• _DATA EXTRACT_
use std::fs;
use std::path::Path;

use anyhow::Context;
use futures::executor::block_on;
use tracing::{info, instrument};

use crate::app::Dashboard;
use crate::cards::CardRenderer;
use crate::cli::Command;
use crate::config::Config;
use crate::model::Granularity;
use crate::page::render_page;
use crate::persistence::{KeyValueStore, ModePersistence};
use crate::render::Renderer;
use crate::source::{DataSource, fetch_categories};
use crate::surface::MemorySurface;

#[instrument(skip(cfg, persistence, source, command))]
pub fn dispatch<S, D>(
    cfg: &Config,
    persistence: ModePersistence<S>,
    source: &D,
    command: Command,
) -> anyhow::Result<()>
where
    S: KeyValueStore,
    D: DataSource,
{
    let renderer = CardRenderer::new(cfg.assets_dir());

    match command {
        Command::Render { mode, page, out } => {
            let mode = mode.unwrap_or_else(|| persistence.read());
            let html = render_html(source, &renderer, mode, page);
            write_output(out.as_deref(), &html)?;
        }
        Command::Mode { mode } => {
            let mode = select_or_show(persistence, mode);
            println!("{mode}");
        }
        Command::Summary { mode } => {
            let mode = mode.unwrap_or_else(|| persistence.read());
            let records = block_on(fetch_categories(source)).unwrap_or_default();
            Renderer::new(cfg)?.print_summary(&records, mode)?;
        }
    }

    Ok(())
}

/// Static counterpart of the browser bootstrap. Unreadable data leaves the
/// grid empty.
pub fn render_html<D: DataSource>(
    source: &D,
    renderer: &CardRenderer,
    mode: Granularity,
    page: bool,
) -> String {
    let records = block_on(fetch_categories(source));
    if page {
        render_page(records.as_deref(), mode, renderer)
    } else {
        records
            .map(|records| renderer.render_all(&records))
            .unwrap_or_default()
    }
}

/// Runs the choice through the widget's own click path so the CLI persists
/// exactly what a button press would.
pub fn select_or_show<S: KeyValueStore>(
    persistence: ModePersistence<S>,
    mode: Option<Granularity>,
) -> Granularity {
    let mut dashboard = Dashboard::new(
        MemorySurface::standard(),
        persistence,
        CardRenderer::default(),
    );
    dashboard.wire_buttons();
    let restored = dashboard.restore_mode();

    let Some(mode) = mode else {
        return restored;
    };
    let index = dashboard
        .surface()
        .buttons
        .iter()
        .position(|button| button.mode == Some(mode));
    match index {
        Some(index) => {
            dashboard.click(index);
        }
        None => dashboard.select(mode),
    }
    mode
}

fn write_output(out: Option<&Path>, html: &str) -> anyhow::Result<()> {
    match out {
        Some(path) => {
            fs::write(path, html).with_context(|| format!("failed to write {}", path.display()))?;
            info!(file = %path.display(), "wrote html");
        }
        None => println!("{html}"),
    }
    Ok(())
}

• _WHAT IS EXPECTED_
Every entry above must appear again in the reply, exactly as it stands.

• _RESULT FOR THIS TASK_
use std::fs;
use std::path::Path;

use anyhow::Context;
use futures::executor::block_on;
use tracing::{info, instrument};

use crate::app::Dashboard;
use crate::cards::CardRenderer;
use crate::cli::Command;
use crate::config::Config;
use crate::model::Granularity;
use crate::page::render_page;
use crate::persistence::{KeyValueStore, ModePersistence};
use crate::render::Renderer;
use crate::source::{DataSource, fetch_categories};
use crate::surface::MemorySurface;

#[instrument(skip(cfg, persistence, source, command))]
pub fn dispatch<S, D>(
    cfg: &Config,
    persistence: ModePersistence<S>,
    source: &D,
    command: Command,
) -> anyhow::Result<()>
where
    S: KeyValueStore,
    D: DataSource,
{
    let renderer = CardRenderer::new(cfg.assets_dir());

    match command {
        Command::Render { mode, page, out } => {
            let mode = mode.unwrap_or_else(|| persistence.read());
            let html = render_html(source, &renderer, mode, page);
            write_output(out.as_deref(), &html)?;
        }
        Command::Mode { mode } => {
            let mode = select_or_show(persistence, mode);
            println!("{mode}");
        }
        Command::Summary { mode } => {
            let mode = mode.unwrap_or_else(|| persistence.read());
            let records = block_on(fetch_categories(source)).unwrap_or_default();
            Renderer::new(cfg)?.print_summary(&records, mode)?;
        }
    }

    Ok(())
}

/// Static counterpart of the browser bootstrap. Unreadable data leaves the
/// grid empty.
pub fn render_html<D: DataSource>(
    source: &D,
    renderer: &CardRenderer,
    mode: Granularity,
    page: bool,
) -> String {
    let records = block_on(fetch_categories(source));
    if page {
        render_page(records.as_deref(), mode, renderer)
    } else {
        records
            .map(|records| renderer.render_all(&records))
            .unwrap_or_default()
    }
}

/// Runs the choice through the widget's own click path so the CLI persists
/// exactly what a button press would.
pub fn select_or_show<S: KeyValueStore>(
    persistence: ModePersistence<S>,
    mode: Option<Granularity>,
) -> Granularity {
    let mut dashboard = Dashboard::new(
        MemorySurface::standard(),
        persistence,
        CardRenderer::default(),
    );
    dashboard.wire_buttons();
    let restored = dashboard.restore_mode();

    let Some(mode) = mode else {
        return restored;
    };
    let index = dashboard
        .surface()
        .buttons
        .iter()
        .position(|button| button.mode == Some(mode));
    match index {
        Some(index) => {
            dashboard.click(index);
        }
        None => dashboard.select(mode),
    }
    mode
}

fn write_output(out: Option<&Path>, html: &str) -> anyhow::Result<()> {
    match out {
        Some(path) => {
            fs::write(path, html).with_context(|| format!("failed to write {}", path.display()))?;
            info!(file = %path.display(), "wrote html");
        }
        None => println!("{html}"),
    }
    Ok(())
}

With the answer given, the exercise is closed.